[[ Supplied data, beginning ]]
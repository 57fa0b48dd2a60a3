//! Transfer Request Block (TRB) and per-endpoint descriptor ring
//!
//! A TRB is four little-endian words shared with the DMA engine:
//! buffer pointer low/high, size/status, control. Ownership is carried by
//! the HWO bit of the control word: software fills a TRB, then hands it off
//! (sets HWO, cleans the cache line); the controller clears HWO and writes
//! the remaining byte count when it is done, and software reclaims it
//! (invalidates, reads size/status).
//!
//! Non-control endpoints use a ring of [`RING_DEPTH`] data TRBs closed by a
//! link TRB whose HWO bit is permanently set and which points back at slot 0.

use core::sync::atomic::{AtomicU32, Ordering};

use bitflags::bitflags;

use crate::dma::Platform;
use crate::error::{Result, UsbError};

/// Data TRBs per ring
pub const RING_DEPTH: usize = 8;

/// TRBs per ring including the link TRB
pub const RING_SLOTS: usize = RING_DEPTH + 1;

/// Largest length a TRB can describe
pub const TRB_MAX_LENGTH: u32 = 0x00FF_FFFF;

bitflags! {
    /// TRB control word
    #[derive(Debug, Clone, Copy, PartialEq, Eq)]
    pub struct TrbControl: u32 {
        /// Hardware owns the TRB
        const HWO = 1 << 0;
        /// Last TRB of the transfer
        const LST = 1 << 1;
        /// Chained to the next TRB
        const CHN = 1 << 2;
        /// Continue on short packet
        const CSP = 1 << 3;
        /// TRB type field
        const TRBCTL_MASK = 0x3F << 4;
        /// Interrupt on short packet / missed isoc
        const ISP_IMI = 1 << 10;
        /// Interrupt on completion
        const IOC = 1 << 11;

        const _ = !0;
    }
}

impl TrbControl {
    /// Control word with the type field set
    pub const fn with_type(self, ty: TrbType) -> Self {
        Self::from_bits_retain(
            (self.bits() & !Self::TRBCTL_MASK.bits()) | ((ty as u32) << 4),
        )
    }

    /// Decode the type field
    pub const fn trb_type(self) -> Option<TrbType> {
        TrbType::from_bits((self.bits() >> 4) & 0x3F)
    }
}

/// TRB types (control word TRBCTL field)
#[derive(Debug, Clone, Copy, PartialEq, Eq)]
#[cfg_attr(feature = "defmt", derive(defmt::Format))]
#[repr(u8)]
pub enum TrbType {
    /// Normal data
    Normal = 1,
    /// Control setup stage
    ControlSetup = 2,
    /// Control status stage of a two-stage transfer
    ControlStatus2 = 3,
    /// Control status stage of a three-stage transfer
    ControlStatus3 = 4,
    /// Control data stage
    ControlData = 5,
    /// First isochronous TRB of a service interval
    IsochronousFirst = 6,
    /// Isochronous
    Isochronous = 7,
    /// Link to another TRB
    Link = 8,
    /// Normal, terminates with a zero-length packet
    NormalZlp = 9,
}

impl TrbType {
    /// Decode a TRBCTL value
    pub const fn from_bits(bits: u32) -> Option<Self> {
        Some(match bits {
            1 => Self::Normal,
            2 => Self::ControlSetup,
            3 => Self::ControlStatus2,
            4 => Self::ControlStatus3,
            5 => Self::ControlData,
            6 => Self::IsochronousFirst,
            7 => Self::Isochronous,
            8 => Self::Link,
            9 => Self::NormalZlp,
            _ => return None,
        })
    }
}

/// TRB completion status (size word bits 31:28)
#[derive(Debug, Clone, Copy, PartialEq, Eq)]
#[cfg_attr(feature = "defmt", derive(defmt::Format))]
pub enum TrbStatus {
    /// Completed
    Ok,
    /// Isochronous interval missed
    MissedIsoc,
    /// A new SETUP arrived while this control TRB was pending
    SetupPending,
    /// Transfer still in progress
    InProgress,
    /// Reserved encoding
    Other(u8),
}

impl TrbStatus {
    /// Decode the status field of a size word
    pub const fn from_size_word(size: u32) -> Self {
        match (size >> 28) & 0xF {
            0 => Self::Ok,
            1 => Self::MissedIsoc,
            2 => Self::SetupPending,
            4 => Self::InProgress,
            other => Self::Other(other as u8),
        }
    }
}

/// What the controller reported for a reclaimed TRB
#[derive(Debug, Clone, Copy, PartialEq, Eq)]
#[cfg_attr(feature = "defmt", derive(defmt::Format))]
pub struct TrbCompletion {
    /// Bytes not transferred
    pub remaining: u32,
    /// Completion status
    pub status: TrbStatus,
}

/// Transfer Request Block
#[repr(C, align(16))]
pub struct Trb {
    /// Buffer pointer, low word
    pub buf_ptr_low: AtomicU32,
    /// Buffer pointer, high word
    pub buf_ptr_high: AtomicU32,
    /// Length (23:0), PCM1 (25:24), status (31:28)
    pub size: AtomicU32,
    /// Control word
    pub ctrl: AtomicU32,
}

const _: () = {
    assert!(core::mem::size_of::<Trb>() == 16);
};

impl Trb {
    /// Size of one TRB in bytes
    pub const SIZE: usize = 16;

    /// Zeroed, software-owned TRB
    pub const fn new() -> Self {
        Self {
            buf_ptr_low: AtomicU32::new(0),
            buf_ptr_high: AtomicU32::new(0),
            size: AtomicU32::new(0),
            ctrl: AtomicU32::new(0),
        }
    }

    /// CPU address of the TRB
    #[inline]
    pub fn addr(&self) -> usize {
        self as *const Self as usize
    }

    /// Control word
    #[inline]
    pub fn control(&self) -> TrbControl {
        TrbControl::from_bits_retain(self.ctrl.load(Ordering::Acquire))
    }

    /// Hardware currently owns the TRB
    #[inline]
    pub fn is_hardware_owned(&self) -> bool {
        self.control().contains(TrbControl::HWO)
    }

    /// Type field
    pub fn trb_type(&self) -> Option<TrbType> {
        self.control().trb_type()
    }

    /// Length field
    pub fn length(&self) -> u32 {
        self.size.load(Ordering::Acquire) & TRB_MAX_LENGTH
    }

    /// Fill a software-owned TRB; HWO stays clear until [`Trb::hand_off`]
    pub fn prepare(
        &self,
        global_addr: u32,
        len: u32,
        ty: TrbType,
        flags: TrbControl,
    ) -> Result<()> {
        if self.is_hardware_owned() {
            return Err(UsbError::RingFull);
        }
        if len > TRB_MAX_LENGTH {
            return Err(UsbError::InvalidLength);
        }

        self.buf_ptr_low.store(global_addr, Ordering::Relaxed);
        self.buf_ptr_high.store(0, Ordering::Relaxed);
        self.size.store(len, Ordering::Relaxed);
        let ctrl = flags.difference(TrbControl::HWO).with_type(ty);
        self.ctrl.store(ctrl.bits(), Ordering::Release);
        Ok(())
    }

    /// Give the TRB to the controller
    pub fn hand_off<P: Platform + ?Sized>(&self, platform: &mut P) {
        self.ctrl.fetch_or(TrbControl::HWO.bits(), Ordering::Release);
        platform.clean_dcache(self.addr(), Self::SIZE);
    }

    /// Take the TRB back after the controller reported completion
    pub fn reclaim<P: Platform + ?Sized>(&self, platform: &mut P) -> TrbCompletion {
        platform.invalidate_dcache(self.addr(), Self::SIZE);
        let size = self.size.load(Ordering::Acquire);
        TrbCompletion {
            remaining: size & TRB_MAX_LENGTH,
            status: TrbStatus::from_size_word(size),
        }
    }

    /// Drop hardware ownership without a completion
    pub fn release<P: Platform + ?Sized>(&self, platform: &mut P) {
        self.ctrl.fetch_and(!TrbControl::HWO.bits(), Ordering::Release);
        platform.clean_dcache(self.addr(), Self::SIZE);
    }

    /// Zero every word
    pub fn clear(&self) {
        self.buf_ptr_low.store(0, Ordering::Relaxed);
        self.buf_ptr_high.store(0, Ordering::Relaxed);
        self.size.store(0, Ordering::Relaxed);
        self.ctrl.store(0, Ordering::Release);
    }
}

impl Default for Trb {
    fn default() -> Self {
        Self::new()
    }
}

/// Descriptor ring storage of one endpoint
#[repr(C, align(32))]
pub struct TrbRing {
    slots: [Trb; RING_SLOTS],
}

impl TrbRing {
    /// Zeroed ring
    pub const fn new() -> Self {
        Self { slots: [const { Trb::new() }; RING_SLOTS] }
    }

    /// Data TRB `index` (0..RING_DEPTH)
    pub fn slot(&self, index: usize) -> &Trb {
        &self.slots[index % RING_DEPTH]
    }

    /// The link TRB closing the ring
    pub fn link(&self) -> &Trb {
        &self.slots[RING_DEPTH]
    }

    /// Address of slot 0
    pub fn addr(&self) -> usize {
        self.slots.as_ptr() as usize
    }

    /// Zero the data TRBs and install the link TRB
    pub fn reset<P: Platform + ?Sized>(&self, platform: &mut P) {
        for trb in &self.slots[..RING_DEPTH] {
            trb.clear();
        }

        let link = self.link();
        link.buf_ptr_low
            .store(platform.to_global(self.addr()), Ordering::Relaxed);
        link.buf_ptr_high.store(0, Ordering::Relaxed);
        link.size.store(0, Ordering::Relaxed);
        link.ctrl.store(
            TrbControl::HWO.with_type(TrbType::Link).bits(),
            Ordering::Release,
        );

        platform.clean_dcache(self.addr(), RING_SLOTS * Trb::SIZE);
    }
}

impl Default for TrbRing {
    fn default() -> Self {
        Self::new()
    }
}

/// Software cursors over a [`TrbRing`]
///
/// `enqueue` is the next slot to fill, `dequeue` the oldest slot the
/// controller has not reported yet. Both only move forward, modulo
/// [`RING_DEPTH`].
#[derive(Debug, Clone, Copy, Default, PartialEq, Eq)]
#[cfg_attr(feature = "defmt", derive(defmt::Format))]
pub struct RingCursor {
    enqueue: u8,
    dequeue: u8,
    in_flight: u8,
}

impl RingCursor {
    /// Both cursors at slot 0, nothing in flight
    pub const fn new() -> Self {
        Self { enqueue: 0, dequeue: 0, in_flight: 0 }
    }

    /// Next slot to fill
    pub const fn enqueue(&self) -> usize {
        self.enqueue as usize
    }

    /// Oldest outstanding slot
    pub const fn dequeue(&self) -> usize {
        self.dequeue as usize
    }

    /// TRBs handed to hardware and not yet completed
    pub const fn in_flight(&self) -> usize {
        self.in_flight as usize
    }

    /// No free data slot
    pub const fn is_full(&self) -> bool {
        self.in_flight as usize == RING_DEPTH
    }

    /// Claim the enqueue slot and advance
    pub fn push(&mut self) -> Result<usize> {
        if self.is_full() {
            return Err(UsbError::RingFull);
        }
        let slot = self.enqueue as usize;
        self.enqueue = ((slot + 1) % RING_DEPTH) as u8;
        self.in_flight += 1;
        Ok(slot)
    }

    /// Give back the most recently claimed slot (submission failed)
    pub fn unpush(&mut self) {
        if self.in_flight == 0 {
            return;
        }
        self.enqueue = ((self.enqueue as usize + RING_DEPTH - 1) % RING_DEPTH) as u8;
        self.in_flight -= 1;
    }

    /// Retire the dequeue slot and advance
    pub fn pop(&mut self) -> Option<usize> {
        if self.in_flight == 0 {
            return None;
        }
        let slot = self.dequeue as usize;
        self.dequeue = ((slot + 1) % RING_DEPTH) as u8;
        self.in_flight -= 1;
        Some(slot)
    }

    /// Back to slot 0 with nothing in flight
    pub fn reset(&mut self) {
        *self = Self::new();
    }
}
[[ Supplied data, end ]]
Goal of the exercise: Print again the lines of the entries above that fall between the line holding "is carried by" and the line holding "closed by a", inclusive, exactly as they stand.

Answer box:
//! buffer pointer low/high, size/status, control. Ownership is carried by
//! the HWO bit of the control word: software fills a TRB, then hands it off
//! (sets HWO, cleans the cache line); the controller clears HWO and writes
//! the remaining byte count when it is done, and software reclaims it
//! (invalidates, reads size/status).
//!
//! Non-control endpoints use a ring of [`RING_DEPTH`] data TRBs closed by a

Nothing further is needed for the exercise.